The Commission strongly supports an investigation by the Attorney General and the Department of Justice into the circumstances of Brown’s death and commended the DOJ for its efforts in Ferguson thus far, but they want Eric Holder to help ensure that the civil rights of residents and civil liberties of the press in Ferguson are respected. It also expressed concern at the racial disparities within the law enforcement structure in Ferguson, where nearly 67% of town residents are African-American, yet only 3 of 53 police officers who patrol the town are African American.

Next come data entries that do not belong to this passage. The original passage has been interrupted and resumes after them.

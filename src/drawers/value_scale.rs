use crate::canvas::{Canvas, TextAlign, TextBaseline};
use crate::drawers::theme_font;
use crate::geometry::Rect;
use crate::scales::list_notches_for_range;
use crate::theme::{ChartTheme, FontWeight};
use crate::utils::number::format_short;
use glam::DVec2;

/// Horizontal gridlines with value labels. `[from_value, to_value]` spans the box below `top_padding`.
#[derive(Clone, Copy, Debug, PartialEq)]
pub struct ValueScaleOptions {
    pub x: f64,
    pub y: f64,
    pub width: f64,
    pub height: f64,
    pub top_padding: f64,
    pub from_value: f64,
    pub to_value: f64,
    /// May be fractional, the neighbouring rungs crossfade then.
    pub notch_scale: f64,
    pub pixel_ratio: f64,
}

pub fn draw_value_scale(canvas: &mut dyn Canvas, theme: &ChartTheme, options: &ValueScaleOptions) {
    let ValueScaleOptions {
        x,
        y,
        width,
        height,
        top_padding,
        from_value,
        to_value,
        notch_scale,
        pixel_ratio,
    } = *options;

    if !from_value.is_finite() || !to_value.is_finite() || height == top_padding {
        return;
    }

    let style = &theme.scale;
    let line_width = style.line_width * pixel_ratio;
    let font = theme_font(theme, (style.label_font_size * pixel_ratio).round(), FontWeight::Regular);
    let label_offset = style.value_label_margin * pixel_ratio;
    let label_bottom_extra_space = font.size + label_offset;

    let span = to_value - from_value;
    let y_per_value = (height - top_padding) / if span == 0.0 { 1.0 } else { span };
    let (real_from, real_to) = if y_per_value == 0.0 {
        (from_value, to_value)
    } else {
        (
            from_value - label_bottom_extra_space / y_per_value,
            to_value + top_padding / y_per_value,
        )
    };

    canvas.fill_rect(
        Rect::new(x, y + height - line_width, width, line_width),
        style.line_color,
        style.line_opacity,
    );

    for notch in list_notches_for_range(real_from, real_to, notch_scale) {
        let notch_y = (y + height - (notch.value - from_value) * y_per_value).round();

        if notch_y < y + height {
            canvas.fill_rect(
                Rect::new(x, notch_y - line_width, width, line_width),
                style.line_color,
                style.line_opacity * notch.opacity,
            );
        }

        if notch_y > y + label_offset {
            canvas.fill_text(
                &format_short(notch.value),
                DVec2::new(x, notch_y - label_offset),
                &font,
                TextAlign::Left,
                TextBaseline::Bottom,
                style.label_color,
                notch.opacity,
            );
        }
    }
}
//! Chart regions derived from the container size and the theme.

use crate::geometry::Rect;
use crate::theme::ChartTheme;
use serde::{Deserialize, Serialize};

/// The chart container in logical pixels, plus the device pixel ratio.
#[derive(Clone, Copy, Debug, PartialEq, Serialize, Deserialize)]
pub struct ChartLayout {
    pub width: f64,
    pub height: f64,
    pub pixel_ratio: f64,
}

impl Default for ChartLayout {
    fn default() -> Self {
        Self {
            width: 0.0,
            height: 0.0,
            pixel_ratio: 1.0,
        }
    }
}

impl ChartLayout {
    pub fn new(width: f64, height: f64, pixel_ratio: f64) -> Self {
        Self {
            width: width.max(0.0),
            height: height.max(0.0),
            pixel_ratio: if pixel_ratio.is_finite() && pixel_ratio > 0.0 {
                pixel_ratio
            } else {
                1.0
            },
        }
    }

    /// The overview strip, relative to the container.
    pub fn map_bounds(&self, theme: &ChartTheme) -> Rect {
        let side = theme.layout.side_padding;
        Rect::new(
            side,
            self.height - theme.map.height - theme.map.bottom,
            self.width - side * 2.0,
            theme.map.height,
        )
    }

    /// The zoomed plot area where hovering shows the details popup.
    pub fn main_lines_bounds(&self, theme: &ChartTheme) -> Rect {
        let side = theme.layout.side_padding;
        let y = theme.layout.main_top_margin + theme.layout.main_lines_top_margin;
        Rect::new(
            side,
            y,
            self.width - side * 2.0,
            self.height - y - theme.layout.main_lines_bottom_margin - theme.map.height,
        )
    }

    /// Size of the main canvas in device pixels. It covers the whole container.
    pub fn main_canvas_size(&self) -> (f64, f64) {
        (self.width * self.pixel_ratio, self.height * self.pixel_ratio)
    }

    /// Size of the map canvas in device pixels. It covers [`Self::map_bounds`].
    pub fn map_canvas_size(&self, theme: &ChartTheme) -> (f64, f64) {
        let bounds = self.map_bounds(theme);
        (
            bounds.width.max(0.0) * self.pixel_ratio,
            bounds.height.max(0.0) * self.pixel_ratio,
        )
    }
}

Chairman Martin R. Castro stated, “The death of young men of color at the hands of police under questionable circumstances disturbs our national conscience and requires a strong and transparent response. While most law enforcement officials do their duty admirably, those that fail to do so must not escape justice. Our communal outrage at the killing of Michael Brown must be addressed using the tools of justice provided by the law, and our protests must ever be peaceful, for as Dr. King’s words remind us today, ‘Nonviolence means avoiding not only external physical violence but also internal violence of spirit. You not only refuse to shoot a man, but you refuse to hate him.'”
Over the weekend, tensions between protestors and police forces flared again, with several incidents of looting and reports of two shootings that sent protestors to the hospital after a small group of troublemakers refused to observe the emergency curfew.
The governor deployed the Missouri National Guard to this St. Louis suburb this morning, attempting to double down on efforts to quell the unrest that has paralyzed the town since the unarmed black teenager was killed by a white police officer.